# Please help me poorly mouse!!!!!



## Mousewoman (Aug 4, 2011)

hi all
i need some help with my mouse please!she is about a year and four months. she was sick when i got her (sneezing/noisy breathing)vet gave her baytril and she made a full recovery!! about a two months ago she suffered a stroke, spent 3 days in vets being given steroid injections, again she made an amazing recovery and has only a very slight head tilt when she looks up. now. she is now ripping out her fur on her back but really badly so her raw flesh is exposed, i took her to vet her gave her an anti inflametory injection and just to be on safe side some zeno spot on for mites (although we both thought it unlikely to be mites due to the fact that she is housed with three other girls who are completely unaffected) i have put them on all rice diet (incase allergy)but am pretty sure its not making a difference, they been on diet for about three weeks now. has this type of thing happened to anyone else ?? the vet is stumped. she has loads of space and a loads of different toys as well as the company of the other three (which she has always been house with) sorry to go on so long but am getting desperate!! its so distressing watching her do this to herself even when i try to stroke her and stuff she will not stop!! ppplleeaasseee heeeeelp me asap
thank you so much in advance
if you need more details please just ask!!!!
no they are not on wood shavings ,on paper bedding!!


----------



## Mousewoman (Aug 4, 2011)

Anyone!!!!!


----------



## zany_toon (Jan 30, 2009)

My mouse Pixie has done this although it was after an operation to remove a tumour. It hasn't fully healed even after 2 months but it is doing well.
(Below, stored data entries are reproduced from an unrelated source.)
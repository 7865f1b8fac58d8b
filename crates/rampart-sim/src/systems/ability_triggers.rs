//! Ability trigger system: raises the `needs_*` flags consumed by the
//! combat ability handlers.
//!
//! Runs after movement so distance covered this tick counts immediately.
//! Stompers and screamers trigger on cells traveled; drainers trigger on a
//! timer while at the wall.

use rampart_core::components::*;
use rampart_core::constants::*;
use rampart_core::enums::EnemyKind;
use rampart_core::types::GridPos;

use crate::context::SimContext;

pub fn run(ctx: &mut SimContext) {
    let now = ctx.now;
    for (_entity, (_enemy, pos, stats, vitals, ai, abilities)) in ctx.world.query_mut::<(
        &Enemy,
        &GridPos,
        &EnemyStats,
        &Vitals,
        &EnemyAi,
        &mut AbilityState,
    )>() {
        if !vitals.alive {
            continue;
        }

        abilities.cells_traveled += abilities.last_pos.distance_to(pos);
        abilities.last_pos = *pos;

        match stats.kind {
            EnemyKind::Boss => {
                if abilities.cells_traveled >= STOMP_EVERY_CELLS {
                    abilities.cells_traveled -= STOMP_EVERY_CELLS;
                    abilities.needs_stomp = true;
                }
            }
            EnemyKind::Banshee => {
                if abilities.cells_traveled >= SCREAM_EVERY_CELLS {
                    abilities.cells_traveled -= SCREAM_EVERY_CELLS;
                    abilities.needs_scream = true;
                }
            }
            EnemyKind::Vampire => {
                let due = abilities
                    .last_drain_at
                    .is_none_or(|last| now - last >= DRAIN_INTERVAL_SECS);
                if ai.at_wall && due {
                    abilities.last_drain_at = Some(now);
                    abilities.needs_drain = true;
                }
            }
            _ => {}
        }
    }
}
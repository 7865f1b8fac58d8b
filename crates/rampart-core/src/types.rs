//! Fundamental geometric and simulation types.

use glam::DVec2;
use serde::{Deserialize, Serialize};

use crate::constants::{GRID_COLS, MIN_ROW, WALL_ROW};

/// Position on the playfield grid.
/// `col` grows to the right, `row` grows toward the wall (downfield).
/// Both are fractional; integer values are cell centers.
#[derive(Debug, Clone, Copy, Default, PartialEq, Serialize, Deserialize)]
pub struct GridPos {
    pub col: f64,
    pub row: f64,
}

/// Simulation time tracking.
#[derive(Debug, Clone, Copy, Default, Serialize, Deserialize)]
pub struct SimTime {
    /// Current tick number (increments by 1 each tick).
    pub tick: u64,
    /// Elapsed simulation time in seconds.
    pub elapsed_secs: f64,
}

impl GridPos {
    pub fn new(col: f64, row: f64) -> Self {
        Self { col, row }
    }

    /// Euclidean distance to another position, in cells.
    pub fn distance_to(&self, other: &GridPos) -> f64 {
        let dc = other.col - self.col;
        let dr = other.row - self.row;
        (dc * dc + dr * dr).sqrt()
    }

    /// Discrete lane (column index) this position belongs to.
    pub fn lane(&self) -> i32 {
        self.col.round() as i32
    }

    pub fn as_vec(&self) -> DVec2 {
        DVec2::new(self.col, self.row)
    }

    pub fn from_vec(v: DVec2) -> Self {
        Self { col: v.x, row: v.y }
    }

    /// Whether the position lies inside the playfield (spawn margin included).
    pub fn in_bounds(&self) -> bool {
        self.col >= 0.0
            && self.col <= (GRID_COLS - 1) as f64
            && self.row >= MIN_ROW
            && self.row <= WALL_ROW
    }

    /// Clamp to the playfield bounds.
    pub fn clamped(&self) -> Self {
        Self {
            col: self.col.clamp(0.0, (GRID_COLS - 1) as f64),
            row: self.row.clamp(MIN_ROW, WALL_ROW),
        }
    }
}

impl SimTime {
    /// Seconds per tick at the default tick rate.
    pub fn dt(&self) -> f64 {
        1.0 / crate::constants::TICK_RATE as f64
    }

    /// Advance by one tick.
    pub fn advance(&mut self) {
        self.tick += 1;
        self.elapsed_secs += self.dt();
    }
}
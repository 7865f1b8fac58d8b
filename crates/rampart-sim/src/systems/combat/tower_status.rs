//! Tower status checks: stun and disable gate firing.

use rampart_core::components::TowerStatus;

/// Whether the tower may act this tick. Refreshes the display flags; expired
/// timers simply read as inactive.
pub fn can_act(status: &mut TowerStatus, now: f64) -> bool {
    status.shows_stunned = now < status.stunned_until;
    status.shows_disabled = now < status.disabled_until;
    !(status.shows_stunned || status.shows_disabled)
}

/// Whether the fire-rate cooldown has elapsed.
pub fn is_reloaded(status: &TowerStatus, fire_interval_secs: f64, now: f64) -> bool {
    status
        .last_fire_at
        .is_none_or(|last| now - last >= fire_interval_secs)
}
The vet has no idea what caused it - whether it is an obsessive thing (which some mice seem to be prone too, although usually it involves obsessive scratching) or whether it was a side effect of the operation (e.g. a necrotic patch of skin that Pixie decided to deal with.) The vet prescribed Pixie some antibiotics and steroids as well as some anti-puritic/anti-fungal medicine called Surolan which I had to dab onto the affected skin everyday. 

Might be worth asking your vet for surolan, it worked with Pixie. What I would suggest though is that you spend as much time as possible with your mouse, to distract her from the skin. It was the only thing I could do with Pixie initially. It seems to be that this starts with stress (Pixie was on her own after the op) so it might be that everything your girl has gone through has just caught up with her. If you spend time letting her free range it seems to help tire them out and reduces their opportunities for pulling at their skin. Drop me a PM if I can be anymore help, I could even PM you the mouse forum I am on where I posted about Pixie so you could take a look if you want? I hope all this helps.


----------



## Guest (Aug 5, 2011)

It could be that she is stuck in a cycle, as in the vet treated the problem but as she started to heal the wounds became incredibly itchy, so she scratched which then opened the wounds again and so on.
You could try something like Aloe Vera gel (100% aloe) as this will reduce the itching and even if she licks it off it will still do her a world of good.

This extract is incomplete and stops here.